IMF Akan Pangkas Pertumbuhan Ekonomi Global Dampak Perang Iran

kumparan.com
7 jam lalu
Cover Berita

Dana Moneter Internasional atau International Monetary Fund (IMF) bersiap memangkas proyeksi pertumbuhan ekonomi global akibat perang di Iran, sekaligus memperingatkan perekonomian dunia saat ini tidak cukup siap menghadapi guncangan. Hal ini disampaikan oleh Kepala IMF, Kristalina Georgieva, dalam wawancara pada Selasa (7/4).

“(Sebelum serangan Amerika Serikat [AS] dan Israel ke Iran), kami berada di jalur untuk meningkatkan proyeksi pertumbuhan ekonomi 2026. Namun, dengan dampak perang ini, kami akan menurunkannya,” kata Georgieva, dikutip dari Bloomberg, Rabu (8/4).

Angka terbaru akan dirilis pekan depan saat IMF dan Bank Dunia menggelar pertemuan para pembuat kebijakan global di Washington. Georgieva pun menyampaikan pesannya kepada para pemimpin dunia untuk “bersiap menghadapi kondisi yang berat.”

Katanya, gangguan pasokan dari kawasan Teluk yang kaya energi telah memicu guncangan pasokan negatif yang mendorong kenaikan harga. Oleh karena itu, pengendalian inflasi harus menjadi prioritas utama.

Georgieva juga memperingatkan dunia kini kurang siap menghadapi perlambatan ekonomi besar dibandingkan sebelum pandemi COVID-19. Selain itu, meningkatnya ketegangan antarnegara besar membuat kerja sama internasional dalam menghadapi krisis menjadi lebih sulit, meski frekuensi krisis justru meningkat.

Menurutnya, dunia menghadapi guncangan ini setelah sebelumnya terpukul oleh pandemi COVID-19 dan perang di Ukraina, sehingga ruang kebijakan menjadi semakin terbatas. Ia juga menyoroti hanya sedikit pemerintah yang mengambil langkah signifikan untuk mengurangi beban utang pasca pandemi.

Selain tekanan pada sektor energi, perang juga berdampak pada pasar pupuk global dan diperkirakan memperburuk ketahanan pangan dunia. Program Pangan Dunia Perserikatan Bangsa-Bangsa (WFP) bahkan memperingatkan hampir 45 juta orang berpotensi jatuh ke dalam kondisi rawan pangan akut jika konflik tidak berakhir hingga pertengahan tahun dan harga minyak tetap di atas USD 100 per barel.

Harga minyak mentah Brent tercatat berada di kisaran USD 110 per barel pada Selasa (7/4), naik dari sekitar USD 70 sebelum perang pecah pada 28 Februari.
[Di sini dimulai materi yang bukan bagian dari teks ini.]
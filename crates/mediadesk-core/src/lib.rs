//! # mediadesk-core
//!
//! Core crate for MediaDesk, the media asset subsystem of the trading
//! company's administrative console. Contains configuration schemas, domain
//! events, pagination/filter types, and the unified error system.
//!
//! This crate has **no** internal dependencies on other MediaDesk crates.

pub mod config;
pub mod error;
pub mod events;
pub mod result;
pub mod types;

pub use error::AppError;
pub use result::AppResult;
Harga minyak fisik dan turunannya seperti solar dan bahan bakar pesawat bahkan melonjak lebih tinggi.

Presiden AS Donald Trump juga mengancam akan meningkatkan eskalasi jika Iran tidak membuka kembali jalur pengiriman energi, sementara Iran menyatakan siap membalas dengan menyerang target energi di kawasan Teluk. Kondisi ini meningkatkan kekhawatiran akan memburuknya krisis energi global.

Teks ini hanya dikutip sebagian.